As stated by Zimmerman, J., in State v. Holt (1969), 17 Ohio St. 2d 81, 86, 246 N. E. 2d 365, with reference to the opinion of an expert witness which should have been excluded:

“Because of the witness’s educational background and his apparent prestige, his testimony undoubtedly made an impression on the jury and was accorded greater weight than it was entitled to. * *

Since the opinion evidence of this witness should have been given no weight, we do not believe that there is any validity to defendant’s complaint that the cross-examination of the witness by the court had the effect of creating a doubt in the minds of the jury as to whether the witness was expressing any opinion at all and whether his opinion testimony had any value.

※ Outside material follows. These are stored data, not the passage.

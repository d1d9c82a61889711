//! Atomic-state definitions.
//!
//! Atomic-state libraries (Jotai, Recoil) define state outside the component:
//! `const countAtom = atom(0)`. A static scanner pass over the module
//! collects these before dispatch so the atom processors can tell plain atoms
//! from derived ones and draw derivation edges.

use riviere_socle::String;
use serde::{Deserialize, Serialize};

/// One statically scanned atom definition.
#[derive(Debug, Clone, PartialEq, Eq, Serialize, Deserialize)]
pub struct AtomDefinition {
    /// Variable name the atom is bound to; this is the resource key.
    pub name: String,
    /// Whether the atom derives from others (`atom((get) => ...)`).
    #[serde(default)]
    pub derived: bool,
    /// Atom names referenced inside the defining closure.
    #[serde(default)]
    pub deps: Vec<String>,
}

impl AtomDefinition {
    /// A plain value atom.
    pub fn plain(name: impl Into<String>) -> Self {
        Self {
            name: name.into(),
            derived: false,
            deps: Vec::new(),
        }
    }

    /// A derived atom with its closure dependencies.
    pub fn derived(name: impl Into<String>, deps: Vec<String>) -> Self {
        Self {
            name: name.into(),
            derived: true,
            deps,
        }
    }
}
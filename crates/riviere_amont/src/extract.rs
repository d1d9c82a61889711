//! Framework extractor seam.
//!
//! Parsing a source dialect into `ComponentAnalysis` happens outside this
//! workspace (an AST toolchain owns it). The trait here is the boundary:
//! extraction may involve an editor/language-service round trip, so it is
//! async, and it is the only step allowed to fail the whole analysis — an
//! unparsable file surfaces as "not analyzable", never as an empty graph.

use crate::analysis::ComponentAnalysis;
use riviere_socle::BoxFuture;
use thiserror::Error;

/// Why a source file could not be turned into facts.
#[derive(Debug, Clone, Error)]
pub enum ExtractionError {
    /// Source could not be parsed at all.
    #[error("source is not parsable: {0}")]
    Unparsable(String),
    /// Parsed fine, but no component definition was found.
    #[error("no component found in {0}")]
    NoComponent(String),
    /// The language-service round trip failed.
    #[error("extractor backend failed: {0}")]
    Backend(String),
}

/// Source-dialect parser boundary.
pub trait FrameworkExtractor: Send + Sync {
    /// Extract structural facts from one component source file.
    fn extract<'a>(
        &'a self,
        file_path: &'a str,
        source: &'a str,
    ) -> BoxFuture<'a, Result<ComponentAnalysis, ExtractionError>>;
}

#[cfg(test)]
mod tests {
    use super::*;
    use crate::analysis::Framework;

    /// Extractor returning a fixed analysis; used across the workspace tests.
    struct FixedExtractor;

    impl FrameworkExtractor for FixedExtractor {
        fn extract<'a>(
            &'a self,
            file_path: &'a str,
            _source: &'a str,
        ) -> BoxFuture<'a, Result<ComponentAnalysis, ExtractionError>> {
            Box::pin(async move {
                Ok(ComponentAnalysis::new("Fixed", file_path, Framework::React))
            })
        }
    }

    #[tokio::test]
    async fn test_extractor_seam() {
        let extractor = FixedExtractor;
        let analysis = extractor.extract("Fixed.tsx", "").await.unwrap();
        assert_eq!(analysis.file_path.as_str(), "Fixed.tsx");
    }
}
//! Source positions.
//!
//! Positions come from the framework extractor and are carried through to
//! graph nodes so the renderer can link a node back to its declaration.

use serde::{Deserialize, Serialize};

/// Source position of a binding or invocation site.
#[derive(Debug, Clone, Copy, PartialEq, Eq, Hash, Serialize, Deserialize, Default)]
pub struct SourcePos {
    /// 1-indexed line number
    pub line: u32,
    /// 1-indexed column number
    pub column: u32,
}

impl SourcePos {
    pub const fn new(line: u32, column: u32) -> Self {
        Self { line, column }
    }
}

impl std::fmt::Display for SourcePos {
    fn fmt(&self, f: &mut std::fmt::Formatter<'_>) -> std::fmt::Result {
        write!(f, "{}:{}", self.line, self.column)
    }
}

#[cfg(test)]
mod tests {
    use super::*;

    #[test]
    fn test_display() {
        assert_eq!(SourcePos::new(12, 4).to_string(), "12:4");
    }
}
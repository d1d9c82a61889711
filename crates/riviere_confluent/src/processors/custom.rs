//! Custom-hook fallback.
//!
//! The catch-all at the bottom of the dispatch order: one data-store node
//! per invocation, with the classifier's data/function verdict recorded per
//! bound variable. Never creates Server or subgraph nodes. Function-role
//! bindings register as mutators of the hook's own node — a custom hook's
//! verbs update the state that same hook returned.

use crate::classifier::ClassifiedHook;
use crate::processor::{Priority, Processor, ProcessorError, ProcessorMeta, ProcessorOutput};
use crate::session::AnalysisSession;
use riviere_delta::{BindingRecord, DfdNode, NodeKind};
use riviere_socle::BindingRole;

static META: ProcessorMeta = ProcessorMeta {
    id: "custom-hook",
    library: "custom",
    package_patterns: &[],
    hook_names: &[],
    priority: Priority::Fallback,
};

/// The always-matching fallback.
pub struct CustomHookProcessor;

impl Processor for CustomHookProcessor {
    fn meta(&self) -> &'static ProcessorMeta {
        &META
    }

    fn matches_hook(&self, _name: &str) -> bool {
        true
    }

    fn process(
        &self,
        hook: &ClassifiedHook,
        session: &mut AnalysisSession,
    ) -> Result<ProcessorOutput, ProcessorError> {
        let invocation = &hook.invocation;
        let mut output = ProcessorOutput::handled();

        let id = session.next_id(NodeKind::DataStore);
        let mut node = DfdNode::new(id.clone(), invocation.callee.clone(), NodeKind::DataStore)
            .with_pos(invocation.site)
            .with_meta("hook", invocation.callee.clone());

        for binding in &invocation.bindings {
            let role = hook.role_of(binding).unwrap_or(BindingRole::Data);
            let record = if role.is_function() {
                session.register_mutator(binding.clone(), id.clone());
                BindingRecord::write(binding.clone())
            } else {
                BindingRecord::read(binding.clone())
            };
            session.register_owner(binding.clone(), id.clone());
            node.meta.record_binding(record);
        }

        output.add_node(node);
        Ok(output)
    }
}
//! # riviere_amont
//!
//! Amont - The upstream component facts for Riviere.
//!
//! ## Name Origin
//!
//! **Amont** (/a.mɔ̃/) is the French term for the upstream side of a river.
//! Everything Riviere knows about a component flows in from here: the facts a
//! framework extractor gathered from one source file, before any data-flow
//! reasoning happens downstream.
//!
//! ## Purpose
//!
//! This crate defines the input surface of the analysis pipeline:
//!
//! - **ComponentAnalysis**: structural facts for one component
//! - **HookInvocation**: one hook/composable call site with its bindings
//! - **Render tree**: elements, conditionals, iterations, attribute bindings
//! - **AtomDefinition**: statically scanned atomic-state definitions
//! - **FrameworkExtractor**: the seam to the source-dialect parser
//!
//! All types are plain owned data, built once per file by the extractor and
//! immutable afterwards. They serialize with serde so an out-of-process
//! extractor can hand them over as JSON.

pub mod analysis;
pub mod atom;
pub mod extract;
pub mod hook;
pub mod render;

pub use analysis::{BindingRole, ComponentAnalysis, Framework, PropDescriptor};
pub use atom::AtomDefinition;
pub use extract::{ExtractionError, FrameworkExtractor};
pub use hook::{BindingForm, HookArg, HookInvocation};
pub use render::{
    AttrBinding, AttrValue, ConditionalNode, ElementNode, ExprRef, IterationNode, RenderNode,
};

Likewise, since defendant had offered testimony of an expert witness which should all have been excluded, we do not believe that there is any validity to defendant’s complaint that the court’s examination of the witness suggested to the jury that the accused should have asked this expert -witness to examine the child and that defendant did not because the expert witness’ opinion might have been unfavorable. Actually, this expert witness of the defendant volunteered a statement suggesting that an examination of the child might be helpful before the court’s questioning, which led to the witness’ testimony that such an examination might enable him to give an opinion excluding someone as the father.

O’Neill, J., concurs in the foregoing dissenting opinion.